Border: Sentí algo hermoso (Gräns, Suecia-Dinamarca, 2018). Dirección: Ali Abbasi. Guion: John Ajvide Lindqvist, Ali Abbasi e Isabella Eklof. Fotografía: Nadim Carlsen. Música: Christoffer Berg y Martin Dirkov. Edición: Olivia Neergaard-Holm y Anders Skov. Elenco: Eva Melander, Eero Milonoff, Jorgen Thorsson, Ann Petren y Sten Ljunggren. Duración: 108 minutos.

1 Generalmente, cuando a uno está frente a una aberración humana (una tortura, una violación, una hambruna, un secuestro, un acto de extrema violencia, una falta de compasión, una crueldad importante), paradójicamente, lo primero que atina a decir es: “Eso es inhumano”. A un acto meramente humano -pues los humanos son los que consuman esa tortura, esa violación, esa hambruna, ese secuestro, esa violencia extrema, esa falta de compasión, esa crueldad importante- se lo intenta extrapolar, se lo intenta poner como excepción, se lo intenta diferenciar de una suerte de benevolencia congénita (¿natural?) que carga el género (humano) precisamente con la condición del “in”. Pero, por la historia misma de la humanidad en cualquiera de los grados de su civilización en la que se ha desarrollado en todo el mundo, esto de decir “inhumano” a actos absoluta y privativamente humanos -pues ni las plantas ni los animales suelen tener estas conductas-, más que una contradicción, se transforma en una sátira, en una mala parodia de nuestras propias negaciones y aberraciones.

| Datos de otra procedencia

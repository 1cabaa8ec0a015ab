//! Logical axes and operating modes.

use serde::{Deserialize, Serialize};

use crate::error::GizmoError;

/// One of the three logical axes.
///
/// In transform mode this is the translation axis; in rotate mode it is the
/// axis the rotation is performed around.
#[derive(Clone, Copy, Debug, Default, PartialEq, Eq, Hash, Serialize, Deserialize)]
#[serde(rename_all = "lowercase")]
pub enum Axis {
    #[default]
    X,
    Y,
    Z,
}

impl Axis {
    /// All axes in tie-break order.
    pub const ALL: [Axis; 3] = [Axis::X, Axis::Y, Axis::Z];

    /// Component index into a `Vec3`.
    #[inline]
    pub fn index(self) -> usize {
        match self {
            Axis::X => 0,
            Axis::Y => 1,
            Axis::Z => 2,
        }
    }

    pub fn as_str(self) -> &'static str {
        match self {
            Axis::X => "x",
            Axis::Y => "y",
            Axis::Z => "z",
        }
    }
}

impl std::fmt::Display for Axis {
    fn fmt(&self, f: &mut std::fmt::Formatter<'_>) -> std::fmt::Result {
        f.write_str(self.as_str())
    }
}

impl std::str::FromStr for Axis {
    type Err = GizmoError;

    fn from_str(s: &str) -> Result<Self, Self::Err> {
        match s.trim().to_lowercase().as_str() {
            "x" => Ok(Axis::X),
            "y" => Ok(Axis::Y),
            "z" => Ok(Axis::Z),
            _ => Err(GizmoError::UnknownAxis(s.to_string())),
        }
    }
}

/// Which manipulation the gizmo performs.
#[derive(Clone, Copy, Debug, Default, PartialEq, Eq, Hash, Serialize, Deserialize)]
#[serde(rename_all = "lowercase")]
pub enum OperatingMode {
    /// Move along an axis
    #[default]
    Transform,
    /// Rotate around an axis
    Rotate,
}

impl OperatingMode {
    /// The other mode.
    pub fn toggled(self) -> Self {
        match self {
            OperatingMode::Transform => OperatingMode::Rotate,
            OperatingMode::Rotate => OperatingMode::Transform,
        }
    }

    /// Label shown on the mode toggle.
    pub fn label(self) -> &'static str {
        match self {
            OperatingMode::Transform => "MOVE",
            OperatingMode::Rotate => "ROTATE",
        }
    }
}

impl std::fmt::Display for OperatingMode {
    fn fmt(&self, f: &mut std::fmt::Formatter<'_>) -> std::fmt::Result {
        match self {
            OperatingMode::Transform => write!(f, "transform"),
            OperatingMode::Rotate => write!(f, "rotate"),
        }
    }
}

impl std::str::FromStr for OperatingMode {
    type Err = GizmoError;

    fn from_str(s: &str) -> Result<Self, Self::Err> {
        match s.trim().to_lowercase().as_str() {
            "transform" | "translate" | "move" => Ok(OperatingMode::Transform),
            "rotate" | "rotation" => Ok(OperatingMode::Rotate),
            _ => Err(GizmoError::UnknownMode(s.to_string())),
        }
    }
}

#[cfg(test)]
mod tests {
    use super::*;

    #[test]
    fn test_axis_parse_roundtrip() {
        for axis in Axis::ALL {
            assert_eq!(axis.to_string().parse::<Axis>().unwrap(), axis);
        }
        assert_eq!(" Z ".parse::<Axis>().unwrap(), Axis::Z);
        assert!(matches!("w".parse::<Axis>(), Err(GizmoError::UnknownAxis(_))));
    }

    #[test]
    fn test_mode_toggled() {
        assert_eq!(OperatingMode::Transform.toggled(), OperatingMode::Rotate);
        assert_eq!(OperatingMode::Rotate.toggled(), OperatingMode::Transform);
        assert_eq!("move".parse::<OperatingMode>().unwrap(), OperatingMode::Transform);
    }
}
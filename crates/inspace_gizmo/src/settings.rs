//! Gizmo settings.
//!
//! A flat set of knobs supplied by the host's settings panel. Only
//! `allow_drag_beyond_bounds` and `lock_axis` influence drag handling; the rest
//! are passed through to presentation.
//!
//! # Example File
//!
//! ```toml
//! size = 300.0
//! allow_drag_beyond_bounds = false
//! lock_axis = true
//! use_colors = true
//! handle_size = 10.0
//! line_size = 2.0
//! show_labels = true
//! show_mode_toggle = true
//! ```

use std::path::{Path, PathBuf};

use serde::{Deserialize, Serialize};

use crate::error::{GizmoError, Result};

/// Gizmo settings.
#[derive(Clone, Debug, PartialEq, Serialize, Deserialize)]
#[serde(default)]
pub struct GizmoSettings {
    /// Widget edge length in pixels (display only)
    pub size: f32,

    /// Relax the track clamp and accumulate rotation past a full turn
    pub allow_drag_beyond_bounds: bool,

    /// Keep the first chosen axis for the rest of a drag
    pub lock_axis: bool,

    /// Tint axes and handle with per-axis colors
    pub use_colors: bool,

    /// Handle radius in pixels
    pub handle_size: f32,

    /// Axis stroke width in pixels
    pub line_size: f32,

    /// Draw axis labels and readouts
    pub show_labels: bool,

    /// Show the move/rotate toggle button
    pub show_mode_toggle: bool,
}

impl Default for GizmoSettings {
    fn default() -> Self {
        Self {
            size: 300.0,
            allow_drag_beyond_bounds: false,
            lock_axis: true,
            use_colors: false,
            handle_size: 10.0,
            line_size: 2.0,
            show_labels: true,
            show_mode_toggle: true,
        }
    }
}

/// Partial settings update. Unset fields leave the current value alone.
#[derive(Clone, Debug, Default, PartialEq, Serialize, Deserialize)]
#[serde(default)]
pub struct SettingsPatch {
    pub size: Option<f32>,
    pub allow_drag_beyond_bounds: Option<bool>,
    pub lock_axis: Option<bool>,
    pub use_colors: Option<bool>,
    pub handle_size: Option<f32>,
    pub line_size: Option<f32>,
    pub show_labels: Option<bool>,
    pub show_mode_toggle: Option<bool>,
}

impl SettingsPatch {
    pub fn is_empty(&self) -> bool {
        *self == Self::default()
    }
}

impl GizmoSettings {
    /// Merge a partial update. Values are taken as given, without range checks.
    pub fn merge(&mut self, patch: &SettingsPatch) {
        if let Some(v) = patch.size {
            self.size = v;
        }
        if let Some(v) = patch.allow_drag_beyond_bounds {
            self.allow_drag_beyond_bounds = v;
        }
        if let Some(v) = patch.lock_axis {
            self.lock_axis = v;
        }
        if let Some(v) = patch.use_colors {
            self.use_colors = v;
        }
        if let Some(v) = patch.handle_size {
            self.handle_size = v;
        }
        if let Some(v) = patch.line_size {
            self.line_size = v;
        }
        if let Some(v) = patch.show_labels {
            self.show_labels = v;
        }
        if let Some(v) = patch.show_mode_toggle {
            self.show_mode_toggle = v;
        }
    }

    /// Copy with a patch applied.
    pub fn merged(&self, patch: &SettingsPatch) -> Self {
        let mut settings = self.clone();
        settings.merge(patch);
        settings
    }

    /// Parse settings from TOML. Missing keys keep their defaults.
    pub fn from_toml_str(content: &str) -> Result<Self> {
        Ok(toml::from_str(content)?)
    }

    /// Encode settings as TOML.
    pub fn to_toml_string(&self) -> Result<String> {
        Ok(toml::to_string_pretty(self)?)
    }

    /// Load settings from a file.
    pub fn load(path: &Path) -> Result<Self> {
        let content = std::fs::read_to_string(path).map_err(|source| GizmoError::Io {
            path: path.to_path_buf(),
            source,
        })?;
        let settings = Self::from_toml_str(&content)?;
        log::info!("Loaded gizmo settings from {:?}", path);
        Ok(settings)
    }

    /// Load settings from a file, falling back to defaults if it does not exist.
    pub fn load_or_default(path: &Path) -> Result<Self> {
        if path.exists() {
            Self::load(path)
        } else {
            log::debug!("No settings at {:?}, using defaults", path);
            Ok(Self::default())
        }
    }

    /// Save settings to a file, creating parent directories as needed.
    pub fn save(&self, path: &Path) -> Result<()> {
        let content = self.to_toml_string()?;
        let io_err = |source| GizmoError::Io {
            path: path.to_path_buf(),
            source,
        };
        if let Some(parent) = path.parent() {
            std::fs::create_dir_all(parent).map_err(io_err)?;
        }
        std::fs::write(path, content).map_err(io_err)?;
        log::info!("Saved gizmo settings to {:?}", path);
        Ok(())
    }

    /// Get the default settings path.
    pub fn default_path() -> Result<PathBuf> {
        dirs::config_dir()
            .map(|mut p| {
                p.push("inspace");
                p.push("gizmo.toml");
                p
            })
            .ok_or(GizmoError::NoConfigDir)
    }
}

Por eso los humanos hemos inventado a los dioses, a los monstruos, a los extraterrestres, a los fantasmas, a los seres mitológicos para trasladar -arquetípica y psicológicamente- nuestras culpas de condición a la particularidad de seres extraños y externos a nosotros; una suerte de distancia simbólica para descargar culpas o, en los casos más interesantes, para reflejarlas y aceptarlas.